November 01, 2018 - 11:00

President Donald Trump further hardened his pre-election anti-immigration rhetoric in a Florida campaign stop on Wednesday, after threatening to deploy as many as 15,000 soldiers on the Mexican border -- equal to the size of the US contingent in Afghanistan.

 
A firestorm of protest raged around US President Donald Trump’s visit to Pittsburgh, Pennsylvania on October 30, following a deadly anti-Semitic massacre. – AFP/VNA Photo
Viet Nam News

FORT MYERS, United States — President Donald Trump further hardened his pre-election anti-immigration rhetoric in a Florida campaign stop on Wednesday, after threatening to deploy as many as 15,000 soldiers on the Mexican border -- equal to the size of the US contingent in Afghanistan.

"They got a lot of rough people in these caravans. They are not angels," he said in Fort Myers, referring to migrants from poor Central American countries moving towards the United States in hopes of a better life or to escape violence.

"We’re gettin’ prepared for the caravan, folks," he said.

Brushing aside accusations that his divisive rhetoric on immigration is stoking extremism, Trump made the troop announcement before flying to Florida for the last stage of campaigning ahead of next Tuesday’s midterm elections.

He will host 11 rallies across eight states in the next six days.

Trump hopes to fire up core Republican voters and spur the party to retain dominance of both chambers of Congress. Democrats are threatening to light a fire under Trump’s feet if they win even partial control, raising the specter of ever more brutal Washington politics.

At the core of Trump’s message to his raucous, adoring supporters is the now near daily warning that America is literally under attack from an "invasion" of illegal immigrants and that Democrats would throw open the borders.

On Tuesday, Trump announced that more than 5,000 active duty soldiers were being sent.

That was already highly unusual, but on Wednesday, he told reporters at the White House: "We’ll do up to anywhere between 10 and 15,000 military personnel."

Trump frequently describes illegal immigrants -- a tiny minority of whom have formed groups to attempt walking hundreds of miles to the US border – as "rapists" and "thugs."

"It’s a dangerous group of people," Trump said of the latest group of a few thousand migrants, who are still deep inside Mexico far from their goal.

"They’re not coming into our country."

The situation, according to the Department of Homeland Security, is "an unprecedented crisis."

However, the department’s own figures show that the number of illegal immigrants intercepted in 2018 was only 400,000, a mere 25 percent of the 1.6 million figure in 2000.

Guns, bombs

The president has reveled in his anti-immigrant rhetoric for months.

At his "Make America Great Again" rallies, like the one in Florida on Wednesday, Trump leads supporters in chanting "build the wall" -- a reference to his so-far unrealised dream of erecting a partition along the entire US-Mexican frontier.

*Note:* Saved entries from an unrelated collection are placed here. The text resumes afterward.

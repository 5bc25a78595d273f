//! services/api/src/adapters/vision_ocr.rs
//!
//! Adapters over plain HTTP: the Google Cloud Vision `images:annotate`
//! endpoint (implements `OcrService`) and a raw image downloader (implements
//! `ImageFetcher`).

use async_trait::async_trait;
use base64::Engine as _;
use cv_pipeline_core::ports::{
    ImageFetcher, ImageSource, OcrFeature, OcrRequest, OcrResponse, OcrService, PortError,
    PortResult, TextRegion,
};
use reqwest::StatusCode;
use serde::{Deserialize, Serialize};
use std::time::Duration;
use tracing::debug;

//=========================================================================================
// Wire types
//=========================================================================================

#[derive(Serialize)]
#[serde(rename_all = "camelCase")]
struct AnnotateBatch {
    requests: Vec<AnnotateImageRequest>,
}

#[derive(Serialize)]
#[serde(rename_all = "camelCase")]
struct AnnotateImageRequest {
    image: VisionImage,
    features: Vec<VisionFeature>,
    #[serde(skip_serializing_if = "Option::is_none")]
    image_context: Option<ImageContext>,
}

#[derive(Serialize)]
#[serde(rename_all = "camelCase")]
struct VisionImage {
    #[serde(skip_serializing_if = "Option::is_none")]
    content: Option<String>,
    #[serde(skip_serializing_if = "Option::is_none")]
    source: Option<VisionImageSource>,
}

#[derive(Serialize)]
#[serde(rename_all = "camelCase")]
struct VisionImageSource {
    image_uri: String,
}

#[derive(Serialize)]
struct VisionFeature {
    #[serde(rename = "type")]
    kind: &'static str,
}

#[derive(Serialize)]
#[serde(rename_all = "camelCase")]
struct ImageContext {
    language_hints: Vec<String>,
}

#[derive(Deserialize, Default)]
#[serde(rename_all = "camelCase")]
struct AnnotateBatchResponse {
    #[serde(default)]
    responses: Vec<AnnotateImageResponse>,
}

#[derive(Deserialize, Default)]
#[serde(rename_all = "camelCase")]
struct AnnotateImageResponse {
    #[serde(default)]
    full_text_annotation: Option<FullTextAnnotation>,
    #[serde(default)]
    text_annotations: Vec<EntityAnnotation>,
    #[serde(default)]
    error: Option<VisionStatus>,
}

#[derive(Deserialize)]
struct FullTextAnnotation {
    #[serde(default)]
    text: String,
}

#[derive(Deserialize)]
struct EntityAnnotation {
    #[serde(default)]
    description: String,
    #[serde(default)]
    confidence: Option<f32>,
}

#[derive(Deserialize)]
struct VisionStatus {
    #[serde(default)]
    code: i32,
    #[serde(default)]
    message: String,
}

fn feature_name(feature: OcrFeature) -> &'static str {
    match feature {
        OcrFeature::DocumentText => "DOCUMENT_TEXT_DETECTION",
        OcrFeature::TextDetection => "TEXT_DETECTION",
    }
}

fn build_request(request: &OcrRequest) -> AnnotateBatch {
    let image = match &request.source {
        ImageSource::Uri(uri) => VisionImage {
            content: None,
            source: Some(VisionImageSource {
                image_uri: uri.clone(),
            }),
        },
        ImageSource::Inline(bytes) => VisionImage {
            content: Some(base64::engine::general_purpose::STANDARD.encode(bytes)),
            source: None,
        },
    };
    let image_context = (!request.language_hints.is_empty()).then(|| ImageContext {
        language_hints: request.language_hints.clone(),
    });
    AnnotateBatch {
        requests: vec![AnnotateImageRequest {
            image,
            features: request
                .features
                .iter()
                .map(|f| VisionFeature {
                    kind: feature_name(*f),
                })
                .collect(),
            image_context,
        }],
    }
}

/// Maps the first per-image response to the port shape. A per-image error
/// status is an error even though the HTTP call succeeded.
fn parse_response(body: AnnotateBatchResponse) -> PortResult<OcrResponse> {
    let Some(first) = body.responses.into_iter().next() else {
        return Ok(OcrResponse::default());
    };
    if let Some(status) = first.error.filter(|s| s.code != 0) {
        return Err(match status.code {
            7 | 16 => PortError::Unauthorized,
            8 => PortError::QuotaExceeded(status.message),
            _ => PortError::Unexpected(format!("vision error {}: {}", status.code, status.message)),
        });
    }
    Ok(OcrResponse {
        full_text: first.full_text_annotation.map(|a| a.text),
        regions: first
            .text_annotations
            .into_iter()
            .map(|a| TextRegion {
                description: a.description,
                confidence: a.confidence,
            })
            .collect(),
    })
}

fn classify_status(status: StatusCode, body: String) -> PortError {
    match status {
        StatusCode::UNAUTHORIZED | StatusCode::FORBIDDEN => PortError::Unauthorized,
        StatusCode::TOO_MANY_REQUESTS => PortError::QuotaExceeded(body),
        StatusCode::NOT_FOUND => PortError::NotFound(body),
        _ => PortError::Unexpected(format!("HTTP {}: {}", status.as_u16(), body)),
    }
}

//=========================================================================================
// Google Cloud Vision
//=========================================================================================

/// An adapter that implements `OcrService` against Google Cloud Vision.
#[derive(Clone)]
pub struct GoogleVisionOcr {
    client: reqwest::Client,
    endpoint: String,
    api_key: String,
}

impl GoogleVisionOcr {
    /// `client` is shared with the other HTTP adapters.
    pub fn new(client: reqwest::Client, endpoint: &str, api_key: String) -> Self {
        Self {
            client,
            endpoint: endpoint.trim_end_matches('/').to_string(),
            api_key,
        }
    }
}

#[async_trait]
impl OcrService for GoogleVisionOcr {
    async fn annotate(&self, request: &OcrRequest) -> PortResult<OcrResponse> {
        let url = format!("{}/v1/images:annotate", self.endpoint);
        let body = build_request(request);

        let response = self
            .client
            .post(&url)
            .query(&[("key", &self.api_key)])
            .json(&body)
            .send()
            .await
            .map_err(|e| PortError::Unexpected(e.to_string()))?;

        let status = response.status();
        if !status.is_success() {
            let body = response.text().await.unwrap_or_default();
            return Err(classify_status(status, body));
        }

        let parsed: AnnotateBatchResponse = response
            .json()
            .await
            .map_err(|e| PortError::Unexpected(format!("invalid vision response: {e}")))?;
        let result = parse_response(parsed)?;
        debug!(
            full_text_chars = result.full_text.as_deref().map(str::len).unwrap_or(0),
            regions = result.regions.len(),
            "Vision annotate answered."
        );
        Ok(result)
    }
}

//=========================================================================================
// Raw image download
//=========================================================================================

/// An adapter that implements `ImageFetcher` with a plain GET.
#[derive(Clone)]
pub struct HttpImageFetcher {
    client: reqwest::Client,
}

impl HttpImageFetcher {
    pub fn new(client: reqwest::Client) -> Self {
        Self { client }
    }
}

#[async_trait]
impl ImageFetcher for HttpImageFetcher {
    async fn fetch_image(&self, uri: &str) -> PortResult<Vec<u8>> {
        let response = self
            .client
            .get(uri)
            .send()
            .await
            .map_err(|e| PortError::Unexpected(e.to_string()))?;

        let status = response.status();
        if !status.is_success() {
            let body = response.text().await.unwrap_or_default();
            return Err(classify_status(status, body));
        }

        let bytes = response
            .bytes()
            .await
            .map_err(|e| PortError::Unexpected(e.to_string()))?;
        Ok(bytes.to_vec())
    }
}

/// The shared HTTP client used by the OCR and download adapters.
pub fn http_client(timeout: Duration) -> Result<reqwest::Client, PortError> {
    reqwest::Client::builder()
        .timeout(timeout)
        .build()
        .map_err(|e| PortError::Unexpected(format!("failed to build HTTP client: {e}")))
}

#[cfg(test)]
mod tests {
    use super::*;
    use serde_json::json;

    #[test]
    fn uri_request_carries_features_and_hints() {
        let request = OcrRequest {
            source: ImageSource::Uri("https://cdn/page1.jpg".into()),
            features: vec![OcrFeature::DocumentText, OcrFeature::TextDetection],
            language_hints: vec!["es".into(), "en".into()],
        };
        let body = serde_json::to_value(build_request(&request)).unwrap();
        assert_eq!(
            body,
            json!({
                "requests": [{
                    "image": {"source": {"imageUri": "https://cdn/page1.jpg"}},
                    "features": [{"type": "DOCUMENT_TEXT_DETECTION"}, {"type": "TEXT_DETECTION"}],
                    "imageContext": {"languageHints": ["es", "en"]}
                }]
            })
        );
    }

    #[test]
    fn inline_request_is_base64_content() {
        let request = OcrRequest {
            source: ImageSource::Inline(vec![1, 2, 3]),
            features: vec![OcrFeature::DocumentText],
            language_hints: vec![],
        };
        let body = serde_json::to_value(build_request(&request)).unwrap();
        assert_eq!(body["requests"][0]["image"], json!({"content": "AQID"}));
        assert!(body["requests"][0].get("imageContext").is_none());
    }

    #[test]
    fn full_text_and_regions_are_mapped() {
        let body: AnnotateBatchResponse = serde_json::from_value(json!({
            "responses": [{
                "fullTextAnnotation": {"text": "Jane Doe\nEngineer"},
                "textAnnotations": [{"description": "Jane Doe Engineer"}, {"description": "Jane"}]
            }]
        }))
        .unwrap();
        let response = parse_response(body).unwrap();
        assert_eq!(response.full_text.as_deref(), Some("Jane Doe\nEngineer"));
        assert_eq!(response.regions.len(), 2);
    }

    #[test]
    fn empty_response_is_not_an_error() {
        let body: AnnotateBatchResponse = serde_json::from_value(json!({"responses": [{}]})).unwrap();
        assert_eq!(parse_response(body).unwrap(), OcrResponse::default());
    }

    #[test]
    fn per_image_errors_are_classified() {
        let body: AnnotateBatchResponse = serde_json::from_value(json!({
            "responses": [{"error": {"code": 7, "message": "API key not valid"}}]
        }))
        .unwrap();
        assert!(matches!(parse_response(body), Err(PortError::Unauthorized)));

        let body: AnnotateBatchResponse = serde_json::from_value(json!({
            "responses": [{"error": {"code": 3, "message": "Bad image data"}}]
        }))
        .unwrap();
        assert!(matches!(parse_response(body), Err(PortError::Unexpected(_))));
    }

    #[test]
    fn http_statuses_are_classified() {
        assert!(matches!(
            classify_status(StatusCode::FORBIDDEN, String::new()),
            PortError::Unauthorized
        ));
        assert!(matches!(
            classify_status(StatusCode::TOO_MANY_REQUESTS, "slow down".into()),
            PortError::QuotaExceeded(_)
        ));
    }
}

But the nationalist -- or what critics say is the racist-tinged – policy was engulfed in deep controversy last week when an alleged anti-Semitic fanatic gunned down 11 people in a Pittsburgh synagogue.

According to US news reports, the shooter had taken inspiration from Trump’s speeches in his stated desire to fight for white people. Similarly, a Florida man arrested last week on charges of mailing homemade bombs to more than a dozen Trump opponents was an ardent supporter of the president.

The alarming escalation of extremist politics threw Trump on the defensive, with opponents claiming that he had helped create an atmosphere in which the two attackers felt comfortable to carry out their plans.

On Tuesday, Trump made a politically tricky visit to Pittsburgh, accompanied by his wife Melania, Orthodox Jewish son-in-law Jared Kushner and daughter Ivanka.

Trump played the traditional presidential role of healer-in-chief at the Tree of Life synagogue, laying memorial stones and spending more than an hour at a nearby hospital with the widow of one of the slain.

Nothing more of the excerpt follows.